• Exercise data:
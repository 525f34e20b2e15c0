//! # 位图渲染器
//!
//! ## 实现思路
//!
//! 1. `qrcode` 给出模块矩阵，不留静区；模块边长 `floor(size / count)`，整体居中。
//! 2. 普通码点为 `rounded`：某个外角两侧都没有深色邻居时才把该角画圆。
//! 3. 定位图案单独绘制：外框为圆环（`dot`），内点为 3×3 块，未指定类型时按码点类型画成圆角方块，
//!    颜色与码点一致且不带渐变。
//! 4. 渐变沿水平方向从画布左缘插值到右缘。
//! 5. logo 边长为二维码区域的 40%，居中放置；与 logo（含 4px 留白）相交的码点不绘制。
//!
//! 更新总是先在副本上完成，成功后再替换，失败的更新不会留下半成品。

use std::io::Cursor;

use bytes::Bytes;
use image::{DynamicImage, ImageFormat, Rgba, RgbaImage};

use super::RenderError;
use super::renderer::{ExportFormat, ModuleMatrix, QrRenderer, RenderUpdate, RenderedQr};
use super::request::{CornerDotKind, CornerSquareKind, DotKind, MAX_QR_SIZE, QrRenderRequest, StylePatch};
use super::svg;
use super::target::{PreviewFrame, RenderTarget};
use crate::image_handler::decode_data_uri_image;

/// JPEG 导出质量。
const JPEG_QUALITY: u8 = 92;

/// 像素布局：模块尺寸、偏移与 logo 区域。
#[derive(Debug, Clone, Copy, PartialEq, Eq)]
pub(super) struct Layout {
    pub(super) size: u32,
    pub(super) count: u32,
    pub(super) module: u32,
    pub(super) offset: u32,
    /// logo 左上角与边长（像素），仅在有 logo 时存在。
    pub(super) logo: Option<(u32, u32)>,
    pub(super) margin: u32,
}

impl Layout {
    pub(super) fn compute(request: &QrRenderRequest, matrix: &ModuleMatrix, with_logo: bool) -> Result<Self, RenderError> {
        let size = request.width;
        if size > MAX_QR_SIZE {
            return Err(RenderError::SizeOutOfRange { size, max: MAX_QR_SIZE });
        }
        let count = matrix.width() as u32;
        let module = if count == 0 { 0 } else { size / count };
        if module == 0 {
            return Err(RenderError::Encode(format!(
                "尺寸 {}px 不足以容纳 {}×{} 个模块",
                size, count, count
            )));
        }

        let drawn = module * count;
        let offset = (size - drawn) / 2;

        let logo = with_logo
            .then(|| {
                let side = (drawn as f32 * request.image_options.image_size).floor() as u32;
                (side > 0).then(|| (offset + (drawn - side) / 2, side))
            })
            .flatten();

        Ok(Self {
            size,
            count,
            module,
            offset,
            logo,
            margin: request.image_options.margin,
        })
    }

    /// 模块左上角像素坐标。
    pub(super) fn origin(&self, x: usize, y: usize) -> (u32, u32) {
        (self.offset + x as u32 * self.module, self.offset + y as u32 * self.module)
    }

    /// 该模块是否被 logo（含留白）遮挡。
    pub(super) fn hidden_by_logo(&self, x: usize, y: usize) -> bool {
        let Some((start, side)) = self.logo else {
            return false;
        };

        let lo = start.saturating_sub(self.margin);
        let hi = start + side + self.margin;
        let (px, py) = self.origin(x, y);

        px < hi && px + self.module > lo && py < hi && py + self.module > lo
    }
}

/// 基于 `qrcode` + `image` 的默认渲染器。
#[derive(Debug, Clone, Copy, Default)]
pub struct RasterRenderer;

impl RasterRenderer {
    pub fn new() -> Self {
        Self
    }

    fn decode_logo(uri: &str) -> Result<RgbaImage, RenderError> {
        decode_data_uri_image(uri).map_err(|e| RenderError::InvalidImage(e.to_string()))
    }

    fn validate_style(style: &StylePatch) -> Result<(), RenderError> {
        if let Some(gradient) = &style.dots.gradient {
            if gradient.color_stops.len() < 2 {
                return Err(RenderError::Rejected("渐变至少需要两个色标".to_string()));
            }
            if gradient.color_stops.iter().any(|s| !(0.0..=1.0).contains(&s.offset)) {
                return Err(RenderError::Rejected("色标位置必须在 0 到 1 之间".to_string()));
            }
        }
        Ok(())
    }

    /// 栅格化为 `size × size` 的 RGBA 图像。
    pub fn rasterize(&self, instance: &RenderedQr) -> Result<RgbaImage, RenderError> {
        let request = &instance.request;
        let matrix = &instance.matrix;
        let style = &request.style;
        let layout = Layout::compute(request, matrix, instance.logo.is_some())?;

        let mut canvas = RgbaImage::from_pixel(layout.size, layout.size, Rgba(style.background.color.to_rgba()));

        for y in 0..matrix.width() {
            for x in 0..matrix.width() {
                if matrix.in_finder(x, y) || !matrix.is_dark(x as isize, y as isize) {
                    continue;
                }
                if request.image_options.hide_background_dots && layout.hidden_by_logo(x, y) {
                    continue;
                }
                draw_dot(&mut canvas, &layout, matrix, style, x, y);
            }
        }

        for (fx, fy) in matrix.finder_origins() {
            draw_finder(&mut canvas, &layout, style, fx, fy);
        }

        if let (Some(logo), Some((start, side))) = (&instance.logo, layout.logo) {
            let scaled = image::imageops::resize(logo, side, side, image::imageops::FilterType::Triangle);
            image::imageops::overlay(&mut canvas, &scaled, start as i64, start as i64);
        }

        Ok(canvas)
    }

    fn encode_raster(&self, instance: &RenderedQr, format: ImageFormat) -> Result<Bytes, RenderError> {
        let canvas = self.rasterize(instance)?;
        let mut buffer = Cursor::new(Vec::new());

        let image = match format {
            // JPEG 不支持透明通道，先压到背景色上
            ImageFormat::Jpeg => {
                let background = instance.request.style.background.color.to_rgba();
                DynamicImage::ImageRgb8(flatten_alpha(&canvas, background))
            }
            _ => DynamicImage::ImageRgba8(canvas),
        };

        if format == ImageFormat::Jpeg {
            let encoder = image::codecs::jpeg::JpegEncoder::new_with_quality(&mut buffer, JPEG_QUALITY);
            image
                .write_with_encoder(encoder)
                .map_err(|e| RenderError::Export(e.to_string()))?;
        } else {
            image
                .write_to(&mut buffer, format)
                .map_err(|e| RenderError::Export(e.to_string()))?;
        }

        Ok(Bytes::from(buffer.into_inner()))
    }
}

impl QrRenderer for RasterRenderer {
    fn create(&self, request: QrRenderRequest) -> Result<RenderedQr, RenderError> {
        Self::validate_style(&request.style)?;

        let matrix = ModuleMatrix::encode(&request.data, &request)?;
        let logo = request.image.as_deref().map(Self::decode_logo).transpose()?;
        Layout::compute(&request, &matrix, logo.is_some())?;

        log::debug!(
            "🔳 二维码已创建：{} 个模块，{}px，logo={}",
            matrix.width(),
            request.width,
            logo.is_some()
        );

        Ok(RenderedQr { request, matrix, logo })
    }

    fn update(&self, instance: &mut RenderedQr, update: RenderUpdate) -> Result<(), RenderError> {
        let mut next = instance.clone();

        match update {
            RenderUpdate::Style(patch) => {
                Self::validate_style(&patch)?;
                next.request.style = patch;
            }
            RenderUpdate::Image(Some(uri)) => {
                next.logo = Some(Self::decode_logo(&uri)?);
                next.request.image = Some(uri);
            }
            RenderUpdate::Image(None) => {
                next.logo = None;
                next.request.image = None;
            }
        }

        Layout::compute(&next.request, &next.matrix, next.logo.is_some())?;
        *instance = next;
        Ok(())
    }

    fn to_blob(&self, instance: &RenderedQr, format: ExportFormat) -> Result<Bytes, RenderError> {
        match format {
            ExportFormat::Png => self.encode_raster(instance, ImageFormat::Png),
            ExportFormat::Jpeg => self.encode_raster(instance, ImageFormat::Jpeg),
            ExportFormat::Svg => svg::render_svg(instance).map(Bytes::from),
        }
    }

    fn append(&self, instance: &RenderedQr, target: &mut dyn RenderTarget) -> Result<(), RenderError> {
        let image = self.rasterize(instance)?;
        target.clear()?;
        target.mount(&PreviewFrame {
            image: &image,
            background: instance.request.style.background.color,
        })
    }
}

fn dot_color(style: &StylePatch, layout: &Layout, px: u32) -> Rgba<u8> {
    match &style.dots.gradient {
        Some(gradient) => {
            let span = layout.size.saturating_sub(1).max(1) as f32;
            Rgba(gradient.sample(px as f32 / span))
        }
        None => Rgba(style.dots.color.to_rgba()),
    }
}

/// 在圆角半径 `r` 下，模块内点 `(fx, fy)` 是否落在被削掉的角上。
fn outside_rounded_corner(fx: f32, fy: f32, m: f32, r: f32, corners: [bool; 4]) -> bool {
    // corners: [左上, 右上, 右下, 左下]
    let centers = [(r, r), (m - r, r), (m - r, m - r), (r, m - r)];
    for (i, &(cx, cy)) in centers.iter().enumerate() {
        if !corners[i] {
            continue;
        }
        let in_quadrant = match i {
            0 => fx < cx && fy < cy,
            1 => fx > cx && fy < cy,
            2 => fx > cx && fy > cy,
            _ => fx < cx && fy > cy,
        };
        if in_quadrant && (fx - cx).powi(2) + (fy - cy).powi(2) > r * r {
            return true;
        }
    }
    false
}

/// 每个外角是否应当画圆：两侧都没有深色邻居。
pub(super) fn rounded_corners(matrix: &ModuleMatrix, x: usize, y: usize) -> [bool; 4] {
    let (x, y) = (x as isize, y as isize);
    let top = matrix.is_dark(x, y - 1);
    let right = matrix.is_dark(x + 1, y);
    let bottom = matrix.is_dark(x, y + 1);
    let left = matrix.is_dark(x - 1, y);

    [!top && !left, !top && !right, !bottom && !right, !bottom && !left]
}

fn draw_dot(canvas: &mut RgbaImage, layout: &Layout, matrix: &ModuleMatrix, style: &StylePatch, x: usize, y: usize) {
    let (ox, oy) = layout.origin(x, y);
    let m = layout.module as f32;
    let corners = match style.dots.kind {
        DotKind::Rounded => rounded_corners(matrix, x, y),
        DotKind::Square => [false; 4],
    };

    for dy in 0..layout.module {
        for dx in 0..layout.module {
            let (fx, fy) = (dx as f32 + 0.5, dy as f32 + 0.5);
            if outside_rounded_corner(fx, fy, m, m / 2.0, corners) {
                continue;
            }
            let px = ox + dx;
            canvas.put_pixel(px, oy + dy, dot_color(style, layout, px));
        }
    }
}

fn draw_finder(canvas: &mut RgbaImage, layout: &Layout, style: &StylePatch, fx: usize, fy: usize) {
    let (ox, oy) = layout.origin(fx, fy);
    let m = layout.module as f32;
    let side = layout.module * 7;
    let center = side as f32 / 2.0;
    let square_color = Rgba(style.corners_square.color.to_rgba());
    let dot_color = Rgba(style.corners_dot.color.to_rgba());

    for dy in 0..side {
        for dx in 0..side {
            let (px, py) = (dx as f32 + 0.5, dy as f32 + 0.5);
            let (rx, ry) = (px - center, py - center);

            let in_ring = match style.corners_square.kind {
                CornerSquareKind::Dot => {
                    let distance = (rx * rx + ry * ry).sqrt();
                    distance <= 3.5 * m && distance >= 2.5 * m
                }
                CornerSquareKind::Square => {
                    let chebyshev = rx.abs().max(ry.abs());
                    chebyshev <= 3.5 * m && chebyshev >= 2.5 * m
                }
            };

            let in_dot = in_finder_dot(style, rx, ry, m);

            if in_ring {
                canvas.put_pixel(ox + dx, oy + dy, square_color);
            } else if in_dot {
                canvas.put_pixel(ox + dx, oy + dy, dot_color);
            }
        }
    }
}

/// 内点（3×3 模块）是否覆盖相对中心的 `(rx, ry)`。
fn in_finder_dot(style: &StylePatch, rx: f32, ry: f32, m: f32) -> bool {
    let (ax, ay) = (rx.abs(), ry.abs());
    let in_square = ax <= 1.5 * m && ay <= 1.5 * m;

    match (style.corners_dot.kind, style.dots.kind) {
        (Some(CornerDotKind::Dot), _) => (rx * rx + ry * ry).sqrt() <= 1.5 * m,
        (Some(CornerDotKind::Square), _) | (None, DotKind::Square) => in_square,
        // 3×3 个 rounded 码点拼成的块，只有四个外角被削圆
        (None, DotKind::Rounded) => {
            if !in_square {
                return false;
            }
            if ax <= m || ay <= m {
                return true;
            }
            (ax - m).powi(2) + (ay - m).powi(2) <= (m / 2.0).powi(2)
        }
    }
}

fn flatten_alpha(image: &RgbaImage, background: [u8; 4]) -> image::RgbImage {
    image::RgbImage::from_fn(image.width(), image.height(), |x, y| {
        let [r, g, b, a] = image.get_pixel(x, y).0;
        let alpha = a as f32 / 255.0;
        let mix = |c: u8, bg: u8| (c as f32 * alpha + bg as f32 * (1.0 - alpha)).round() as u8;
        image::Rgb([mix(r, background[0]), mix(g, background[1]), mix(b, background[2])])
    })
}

• The problem: All that belongs in the answer is the run of lines above from the line containing "1 => fx > cx" through the line containing "let chebyshev = rx.abs().max(ry.abs());", exactly as written.

• Reply to the exercise:
            1 => fx > cx && fy < cy,
            2 => fx > cx && fy > cy,
            _ => fx < cx && fy > cy,
        };
        if in_quadrant && (fx - cx).powi(2) + (fy - cy).powi(2) > r * r {
            return true;
        }
    }
    false
}

/// 每个外角是否应当画圆：两侧都没有深色邻居。
pub(super) fn rounded_corners(matrix: &ModuleMatrix, x: usize, y: usize) -> [bool; 4] {
    let (x, y) = (x as isize, y as isize);
    let top = matrix.is_dark(x, y - 1);
    let right = matrix.is_dark(x + 1, y);
    let bottom = matrix.is_dark(x, y + 1);
    let left = matrix.is_dark(x - 1, y);

    [!top && !left, !top && !right, !bottom && !right, !bottom && !left]
}

fn draw_dot(canvas: &mut RgbaImage, layout: &Layout, matrix: &ModuleMatrix, style: &StylePatch, x: usize, y: usize) {
    let (ox, oy) = layout.origin(x, y);
    let m = layout.module as f32;
    let corners = match style.dots.kind {
        DotKind::Rounded => rounded_corners(matrix, x, y),
        DotKind::Square => [false; 4],
    };

    for dy in 0..layout.module {
        for dx in 0..layout.module {
            let (fx, fy) = (dx as f32 + 0.5, dy as f32 + 0.5);
            if outside_rounded_corner(fx, fy, m, m / 2.0, corners) {
                continue;
            }
            let px = ox + dx;
            canvas.put_pixel(px, oy + dy, dot_color(style, layout, px));
        }
    }
}

fn draw_finder(canvas: &mut RgbaImage, layout: &Layout, style: &StylePatch, fx: usize, fy: usize) {
    let (ox, oy) = layout.origin(fx, fy);
    let m = layout.module as f32;
    let side = layout.module * 7;
    let center = side as f32 / 2.0;
    let square_color = Rgba(style.corners_square.color.to_rgba());
    let dot_color = Rgba(style.corners_dot.color.to_rgba());

    for dy in 0..side {
        for dx in 0..side {
            let (px, py) = (dx as f32 + 0.5, dy as f32 + 0.5);
            let (rx, ry) = (px - center, py - center);

            let in_ring = match style.corners_square.kind {
                CornerSquareKind::Dot => {
                    let distance = (rx * rx + ry * ry).sqrt();
                    distance <= 3.5 * m && distance >= 2.5 * m
                }
                CornerSquareKind::Square => {
                    let chebyshev = rx.abs().max(ry.abs());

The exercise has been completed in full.